DETAILED ACTION
Notice of Pre-AIA or AIA Status
The present application, filed on or after March 16, 2013, is being examined under the first inventor to file provisions of the AIA .
Claim Rejections - 35 USC § 112
The following is a quotation of 35 U.S.C. 112(b):
(b) CONCLUSION.—The specification shall conclude with one or more claims particularly pointing out and distinctly claiming the subject matter which the inventor or a joint inventor regards as the invention.
The following is a quotation of 35 U.S.C. 112 (pre-AIA ), second paragraph:
The specification shall conclude with one or more claims particularly pointing out and distinctly claiming the subject matter which the applicant regards as his invention.
Claims 7-12 are rejected under 35 U.S.C. 112(b) or 35 U.S.C. 112 (pre-AIA ), second paragraph, as being indefinite for failing to particularly point out and distinctly claim the subject matter which the inventor or a joint inventor (or for applications subject to pre-AIA 35 U.S.C. 112, the applicant), regards as the invention.
As to claim 7, it is not clear whether each and every element present in claim 1 must also be present in the method. Then should not the claim state that electron conductive fillers are added? The claim is indefinite because it is not clear whether the claim is drawn to a method or an apparatus.
Claims 8-12 are rejected due to their dependency from an indefinite claim.
Claim Rejections - 35 USC § 103
In the event the determination of the status of the application as subject to AIA 35 U.S.C. 102 and 103 (or as subject to pre-AIA 35 U.S.C. 102 and 103) is incorrect, any correction of the statutory basis (i.e., changing from AIA to pre-AIA ) for the rejection will not be considered a new ground of rejection if the prior art relied upon, and the rationale supporting the rejection, would be the same under either status.

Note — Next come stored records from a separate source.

//! Bounded, ordered item container shared by [`Storage`](crate::storage::Storage)
//! and [`Carrier`](crate::carrier::Carrier).
//!
//! Append order is arrival order. Removing an item shifts everything above it
//! down one slot; locked items that shift are recorded in the retarget outbox
//! so the renderer can move an in-flight placement to its new slot without
//! restarting it.

use crate::error::StorageError;
use crate::layout::{SlotLayout, Vec3};
use crate::resources::{PlacementId, Resource, ResourceId, ResourceKind};

/// An in-flight placement whose target slot moved.
#[derive(Debug, Clone, Copy, PartialEq)]
pub struct Retarget {
    pub placement: PlacementId,
    pub item: ResourceId,
    pub slot: usize,
    pub anchor: Vec3,
}

#[derive(Debug, Clone, PartialEq)]
pub(crate) struct Stack {
    items: Vec<Resource>,
    capacity: usize,
    layout: SlotLayout,
    retargets: Vec<Retarget>,
}

impl Stack {
    pub fn new(capacity: usize, layout: SlotLayout) -> Self {
        Self {
            items: Vec::with_capacity(capacity),
            capacity,
            layout,
            retargets: Vec::new(),
        }
    }

    pub fn len(&self) -> usize {
        self.items.len()
    }

    pub fn capacity(&self) -> usize {
        self.capacity
    }

    pub fn is_full(&self) -> bool {
        self.items.len() >= self.capacity
    }

    pub fn items(&self) -> &[Resource] {
        &self.items
    }

    pub fn layout(&self) -> &SlotLayout {
        &self.layout
    }

    pub fn position_for_index(&self, index: usize) -> Vec3 {
        self.layout.position_for_index(index)
    }

    /// Append without a lock. Returns the new item's slot.
    pub fn push(&mut self, resource: Resource) -> Result<usize, StorageError> {
        if self.is_full() {
            return Err(StorageError::CapacityExceeded {
                capacity: self.capacity,
            });
        }
        self.items.push(resource);
        Ok(self.items.len() - 1)
    }

    /// Append and lock the item to `placement`. A full stack hands the item back.
    pub fn push_locked(
        &mut self,
        mut resource: Resource,
        placement: PlacementId,
    ) -> Result<usize, Resource> {
        if self.is_full() {
            return Err(resource);
        }
        resource.lock(placement);
        self.items.push(resource);
        Ok(self.items.len() - 1)
    }

    /// Index of the most recent unlocked item whose kind satisfies `pred`.
    pub fn latest_unlocked_where(&self, pred: impl Fn(ResourceKind) -> bool) -> Option<usize> {
        self.items
            .iter()
            .rposition(|r| !r.in_transit() && pred(r.kind))
    }

    pub fn any_locked_where(&self, pred: impl Fn(ResourceKind) -> bool) -> bool {
        self.items.iter().any(|r| r.in_transit() && pred(r.kind))
    }

    pub fn remove(&mut self, index: usize) -> Resource {
        let taken = self.items.remove(index);
        self.record_shift(index);
        taken
    }

    /// Remove every index in `indices` in one step. Returned items follow the
    /// order of `indices`.
    pub fn remove_all(&mut self, indices: &[usize]) -> Vec<Resource> {
        let mut order: Vec<(usize, usize)> = indices.iter().copied().enumerate().collect();
        order.sort_by(|a, b| b.1.cmp(&a.1));

        let mut slots: Vec<Option<Resource>> = vec![None; indices.len()];
        for (position, index) in &order {
            slots[*position] = Some(self.items.remove(*index));
        }
        if let Some(lowest) = indices.iter().min() {
            self.record_shift(*lowest);
        }
        slots.into_iter().flatten().collect()
    }

    /// Put an item back where a removal in the same step took it from.
    pub fn insert(&mut self, index: usize, resource: Resource) -> Result<(), StorageError> {
        if self.is_full() {
            return Err(StorageError::CapacityExceeded {
                capacity: self.capacity,
            });
        }
        let index = index.min(self.items.len());
        self.items.insert(index, resource);
        self.record_shift(index + 1);
        Ok(())
    }

    pub fn unlock(&mut self, item: ResourceId, placement: PlacementId) -> bool {
        self.items
            .iter_mut()
            .find(|r| r.id == item)
            .map(|r| r.unlock(placement))
            .unwrap_or(false)
    }

    pub fn slot_of(&self, item: ResourceId) -> Option<usize> {
        self.items.iter().position(|r| r.id == item)
    }

    pub fn drain_retargets(&mut self) -> Vec<Retarget> {
        std::mem::take(&mut self.retargets)
    }

    /// Record a retarget for every locked item now sitting at `from` or above.
    fn record_shift(&mut self, from: usize) {
        for (slot, item) in self.items.iter().enumerate().skip(from) {
            if let Some(placement) = item.transit() {
                self.retargets.retain(|r| r.placement != placement);
                self.retargets.push(Retarget {
                    placement,
                    item: item.id,
                    slot,
                    anchor: self.layout.position_for_index(slot),
                });
            }
        }
    }
}

#[cfg(test)]
mod tests {
    use super::*;
    use crate::resources::IdGen;

    #[test]
    fn test_remove_retargets_locked_items_above() {
        let mut ids = IdGen::new();
        let mut stack = Stack::new(4, SlotLayout::default());
        stack.push(ids.spawn(ResourceKind::Resource1)).unwrap();
        stack.push(ids.spawn(ResourceKind::Resource2)).unwrap();
        let moving = ids.spawn(ResourceKind::Resource3);
        let moving_id = moving.id;
        let placement = ids.placement();
        stack.push_locked(moving, placement).unwrap();

        stack.remove(0);
        let retargets = stack.drain_retargets();
        assert_eq!(retargets.len(), 1);
        assert_eq!(retargets[0].item, moving_id);
        assert_eq!(retargets[0].slot, 1);
        assert_eq!(retargets[0].anchor, SlotLayout::default().position_for_index(1));
        assert!(stack.drain_retargets().is_empty());
    }

    #[test]
    fn test_remove_all_keeps_requested_order() {
        let mut ids = IdGen::new();
        let mut stack = Stack::new(4, SlotLayout::default());
        let a = ids.spawn(ResourceKind::Resource1);
        let b = ids.spawn(ResourceKind::Resource2);
        let c = ids.spawn(ResourceKind::Resource3);
        let (a_id, c_id) = (a.id, c.id);
        stack.push(a).unwrap();
        stack.push(b).unwrap();
        stack.push(c).unwrap();

        let taken = stack.remove_all(&[2, 0]);
        assert_eq!(taken[0].id, c_id);
        assert_eq!(taken[1].id, a_id);
        assert_eq!(stack.len(), 1);
        assert_eq!(stack.items()[0].kind, ResourceKind::Resource2);
    }

    #[test]
    fn test_push_rejects_when_full() {
        let mut ids = IdGen::new();
        let mut stack = Stack::new(1, SlotLayout::default());
        stack.push(ids.spawn(ResourceKind::Resource1)).unwrap();
        assert_eq!(
            stack.push(ids.spawn(ResourceKind::Resource1)),
            Err(StorageError::CapacityExceeded { capacity: 1 })
        );
        assert_eq!(stack.len(), 1);
    }
}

The following is a quotation of 35 U.S.C. 103 which forms the basis for all obviousness rejections set forth in this Office action:
A patent for a claimed invention may not be obtained, notwithstanding that the claimed invention is not identically disclosed as set forth in section 102, if the differences between the claimed invention and the prior art are such that the claimed invention as a whole would have been obvious before the effective filing date of the claimed invention to a person having ordinary skill in the art to which the claimed invention pertains. Patentability shall not be negated by the manner in which the invention was made.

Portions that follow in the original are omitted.